━━ MATERIAL TO PROCESS

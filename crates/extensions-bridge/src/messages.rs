//! Wire messages exchanged between the controller and page runtimes.
//!
//! Every message is a JSON object discriminated by its `action` field.

use std::fmt;

use serde::{Deserialize, Serialize};
use serde_json::{json, Value};
use url::Url;

use hidebox_core_types::Rule;

use crate::errors::BridgeError;

#[derive(Clone, Copy, Debug, Eq, PartialEq, Hash, PartialOrd, Ord, Serialize, Deserialize)]
#[serde(transparent)]
pub struct TabId(pub u64);

impl fmt::Display for TabId {
    fn fmt(&self, f: &mut fmt::Formatter<'_>) -> fmt::Result {
        write!(f, "{}", self.0)
    }
}

#[derive(Clone, Debug, PartialEq, Eq, Serialize, Deserialize)]
#[serde(rename_all = "camelCase")]
pub struct TabInfo {
    pub id: TabId,
    pub url: String,
    #[serde(default)]
    pub active: bool,
}

impl TabInfo {
    pub fn new(id: u64, url: impl Into<String>) -> Self {
        Self {
            id: TabId(id),
            url: url.into(),
            active: false,
        }
    }

    pub fn activated(mut self) -> Self {
        self.active = true;
        self
    }

    /// Whether the tab shows an http(s) page.
    pub fn is_web(&self) -> bool {
        self.url.starts_with("http://") || self.url.starts_with("https://")
    }

    pub fn hostname(&self) -> Option<String> {
        hostname_of(&self.url)
    }
}

/// Host part of `url`, if it parses and has one.
pub fn hostname_of(url: &str) -> Option<String> {
    Url::parse(url)
        .ok()
        .and_then(|parsed| parsed.host_str().map(str::to_string))
        .filter(|host| !host.is_empty())
}

/// Requests a page runtime answers.
#[derive(Clone, Debug, PartialEq, Serialize, Deserialize)]
#[serde(tag = "action", rename_all = "camelCase")]
pub enum PageRequest {
    ToggleSelectionMode {
        #[serde(default, skip_serializing_if = "Option::is_none")]
        enabled: Option<bool>,
    },
    GetSelectionMode,
    UpdateRules {
        #[serde(default)]
        domain: String,
        rules: Vec<Rule>,
    },
    SnoozeDomain {
        minutes: u64,
    },
    GetStats,
    Ping,
}

impl PageRequest {
    pub fn action(&self) -> &'static str {
        match self {
            PageRequest::ToggleSelectionMode { .. } => "toggleSelectionMode",
            PageRequest::GetSelectionMode => "getSelectionMode",
            PageRequest::UpdateRules { .. } => "updateRules",
            PageRequest::SnoozeDomain { .. } => "snoozeDomain",
            PageRequest::GetStats => "getStats",
            PageRequest::Ping => "ping",
        }
    }

    pub fn from_value(value: Value) -> Result<Self, BridgeError> {
        parse_tagged(value, PAGE_ACTIONS)
    }
}

const PAGE_ACTIONS: &[&str] = &[
    "toggleSelectionMode",
    "getSelectionMode",
    "updateRules",
    "snoozeDomain",
    "getStats",
    "ping",
];

/// Requests the controller answers, including the page's outbound events.
#[derive(Clone, Debug, PartialEq, Serialize, Deserialize)]
#[serde(tag = "action", rename_all = "camelCase")]
pub enum ControllerRequest {
    Ping,
    EnsureContentScript {
        #[serde(rename = "tabId")]
        tab_id: TabId,
    },
    SaveSelectedElements {
        rules: Vec<Rule>,
    },
    GetDomainStats {
        domain: String,
    },
    ExportAllData,
    ImportData {
        data: Value,
    },
    SelectionModeChanged {
        enabled: bool,
    },
    ElementSelected {
        rule: Rule,
    },
    ElementUnselected {
        #[serde(default)]
        selector: Option<String>,
    },
}

impl ControllerRequest {
    pub fn from_value(value: Value) -> Result<Self, BridgeError> {
        parse_tagged(value, CONTROLLER_ACTIONS)
    }
}

const CONTROLLER_ACTIONS: &[&str] = &[
    "ping",
    "ensureContentScript",
    "saveSelectedElements",
    "getDomainStats",
    "exportAllData",
    "importData",
    "selectionModeChanged",
    "elementSelected",
    "elementUnselected",
];

fn parse_tagged<T: serde::de::DeserializeOwned>(value: Value, known: &[&str]) -> Result<T, BridgeError> {
    let action = value
        .get("action")
        .and_then(Value::as_str)
        .ok_or_else(|| BridgeError::Malformed("missing action".to_string()))?
        .to_string();
    if !known.contains(&action.as_str()) {
        return Err(BridgeError::UnknownAction(action));
    }
    serde_json::from_value(value).map_err(|err| BridgeError::Malformed(format!("{action}: {err}")))
}

/// Reply envelope shared by both directions.
#[derive(Clone, Debug, PartialEq, Serialize, Deserialize)]
pub struct BridgeResponse {
    pub ok: bool,
    #[serde(default, skip_serializing_if = "Option::is_none")]
    pub data: Option<Value>,
    #[serde(default, skip_serializing_if = "Option::is_none")]
    pub error: Option<String>,
}

/// Replies produced by page runtimes.
pub type PageResponse = BridgeResponse;

impl BridgeResponse {
    pub fn success() -> Self {
        Self {
            ok: true,
            data: None,
            error: None,
        }
    }

    pub fn with_data(data: Value) -> Self {
        Self {
            ok: true,
            data: Some(data),
            error: None,
        }
    }

    pub fn error(message: impl Into<String>) -> Self {
        Self {
            ok: false,
            data: None,
            error: Some(message.into()),
        }
    }

    pub fn unknown_action() -> Self {
        Self::error("Unknown action")
    }

    pub fn pong() -> Self {
        Self::with_data(json!({ "pong": true }))
    }

    pub fn is_pong(&self) -> bool {
        self.ok
            && self
                .data
                .as_ref()
                .and_then(|data| data.get("pong"))
                .and_then(Value::as_bool)
                .unwrap_or(false)
    }
}

#[cfg(test)]
mod tests {
    use super::*;

    #[test]
    fn test_page_request_wire_shape() {
        let value = serde_json::to_value(PageRequest::ToggleSelectionMode { enabled: None }).unwrap();
        assert_eq!(value, json!({"action": "toggleSelectionMode"}));

        let parsed = PageRequest::from_value(json!({"action": "snoozeDomain", "minutes": 30})).unwrap();
        assert_eq!(parsed, PageRequest::SnoozeDomain { minutes: 30 });
        assert_eq!(parsed.action(), "snoozeDomain");
    }

    #[test]
    fn test_unknown_and_malformed_actions() {
        assert_eq!(
            PageRequest::from_value(json!({"action": "reboot"})).unwrap_err(),
            BridgeError::UnknownAction("reboot".into())
        );
        assert!(matches!(
            PageRequest::from_value(json!({"action": "snoozeDomain"})),
            Err(BridgeError::Malformed(_))
        ));
        assert!(matches!(
            ControllerRequest::from_value(json!({"minutes": 1})),
            Err(BridgeError::Malformed(_))
        ));
    }

    #[test]
    fn test_controller_request_field_names() {
        let parsed = ControllerRequest::from_value(json!({"action": "ensureContentScript", "tabId": 7})).unwrap();
        assert_eq!(parsed, ControllerRequest::EnsureContentScript { tab_id: TabId(7) });

        let unselected = ControllerRequest::from_value(json!({"action": "elementUnselected"})).unwrap();
        assert_eq!(unselected, ControllerRequest::ElementUnselected { selector: None });
    }

    #[test]
    fn test_tab_hostname() {
        let tab = TabInfo::new(1, "https://news.example.com/a?b=c");
        assert!(tab.is_web());
        assert_eq!(tab.hostname().as_deref(), Some("news.example.com"));
        assert!(!TabInfo::new(2, "chrome://extensions").is_web());
    }

    #[test]
    fn test_response_envelope() {
        assert!(BridgeResponse::pong().is_pong());
        assert!(!BridgeResponse::success().is_pong());
        let value = serde_json::to_value(BridgeResponse::unknown_action()).unwrap();
        assert_eq!(value, json!({"ok": false, "error": "Unknown action"}));
    }
}
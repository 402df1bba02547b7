//! Heuristics for values that change between page loads.

use once_cell::sync::Lazy;
use regex::Regex;

static DYNAMIC_PATTERNS: Lazy<Vec<Regex>> = Lazy::new(|| {
    [
        r"\d{10,}",             // timestamps
        r"[a-f0-9]{8,}",        // hashes
        r"\d{4}-\d{2}-\d{2}",   // dates
        r"(?i)random|temp|tmp",
        r"\d+_\d+",
        r"(?i)session|token",
    ]
    .iter()
    .filter_map(|pattern| Regex::new(pattern).ok())
    .collect()
});

/// Class prefixes toggled by frameworks or interaction state.
pub const IGNORED_CLASS_PREFIXES: [&str; 12] = [
    "active", "focus", "hover", "selected", "current", "ng-", "vue-", "react-", "ember-", "is-",
    "has-", "js-",
];

const IGNORED_ATTRIBUTES: [&str; 3] = ["style", "data-reactid", "data-react-checksum"];
const IGNORED_ATTRIBUTE_PREFIXES: [&str; 3] = ["data-vue-", "ng-", "data-ng-"];

/// Attributes used as selector material alongside `data-*`.
pub const STABLE_ATTRIBUTES: [&str; 4] = ["name", "type", "role", "aria-label"];

/// Whether `value` looks generated. Empty values count as dynamic.
pub fn is_dynamic_value(value: &str) -> bool {
    value.is_empty() || DYNAMIC_PATTERNS.iter().any(|pattern| pattern.is_match(value))
}

pub fn is_dynamic_class(class: &str) -> bool {
    is_dynamic_value(class)
        || IGNORED_CLASS_PREFIXES
            .iter()
            .any(|prefix| class.starts_with(prefix))
}

/// Framework bookkeeping attributes that never identify an element.
pub fn is_ignored_attribute(name: &str) -> bool {
    IGNORED_ATTRIBUTES.contains(&name)
        || IGNORED_ATTRIBUTE_PREFIXES
            .iter()
            .any(|prefix| name.starts_with(prefix))
}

━━━━

TASK ITEM: Set down the lines from the one with "use regex::Regex;" through the end of the data above. Keep each exactly as written and add no other line.

RESPONSE BELOW:
use regex::Regex;

static DYNAMIC_PATTERNS: Lazy<Vec<Regex>> = Lazy::new(|| {
    [
        r"\d{10,}",             // timestamps
        r"[a-f0-9]{8,}",        // hashes
        r"\d{4}-\d{2}-\d{2}",   // dates
        r"(?i)random|temp|tmp",
        r"\d+_\d+",
        r"(?i)session|token",
    ]
    .iter()
    .filter_map(|pattern| Regex::new(pattern).ok())
    .collect()
});

/// Class prefixes toggled by frameworks or interaction state.
pub const IGNORED_CLASS_PREFIXES: [&str; 12] = [
    "active", "focus", "hover", "selected", "current", "ng-", "vue-", "react-", "ember-", "is-",
    "has-", "js-",
];

const IGNORED_ATTRIBUTES: [&str; 3] = ["style", "data-reactid", "data-react-checksum"];
const IGNORED_ATTRIBUTE_PREFIXES: [&str; 3] = ["data-vue-", "ng-", "data-ng-"];

/// Attributes used as selector material alongside `data-*`.
pub const STABLE_ATTRIBUTES: [&str; 4] = ["name", "type", "role", "aria-label"];

/// Whether `value` looks generated. Empty values count as dynamic.
pub fn is_dynamic_value(value: &str) -> bool {
    value.is_empty() || DYNAMIC_PATTERNS.iter().any(|pattern| pattern.is_match(value))
}

pub fn is_dynamic_class(class: &str) -> bool {
    is_dynamic_value(class)
        || IGNORED_CLASS_PREFIXES
            .iter()
            .any(|prefix| class.starts_with(prefix))
}

/// Framework bookkeeping attributes that never identify an element.
pub fn is_ignored_attribute(name: &str) -> bool {
    IGNORED_ATTRIBUTES.contains(&name)
        || IGNORED_ATTRIBUTE_PREFIXES
            .iter()
            .any(|prefix| name.starts_with(prefix))
}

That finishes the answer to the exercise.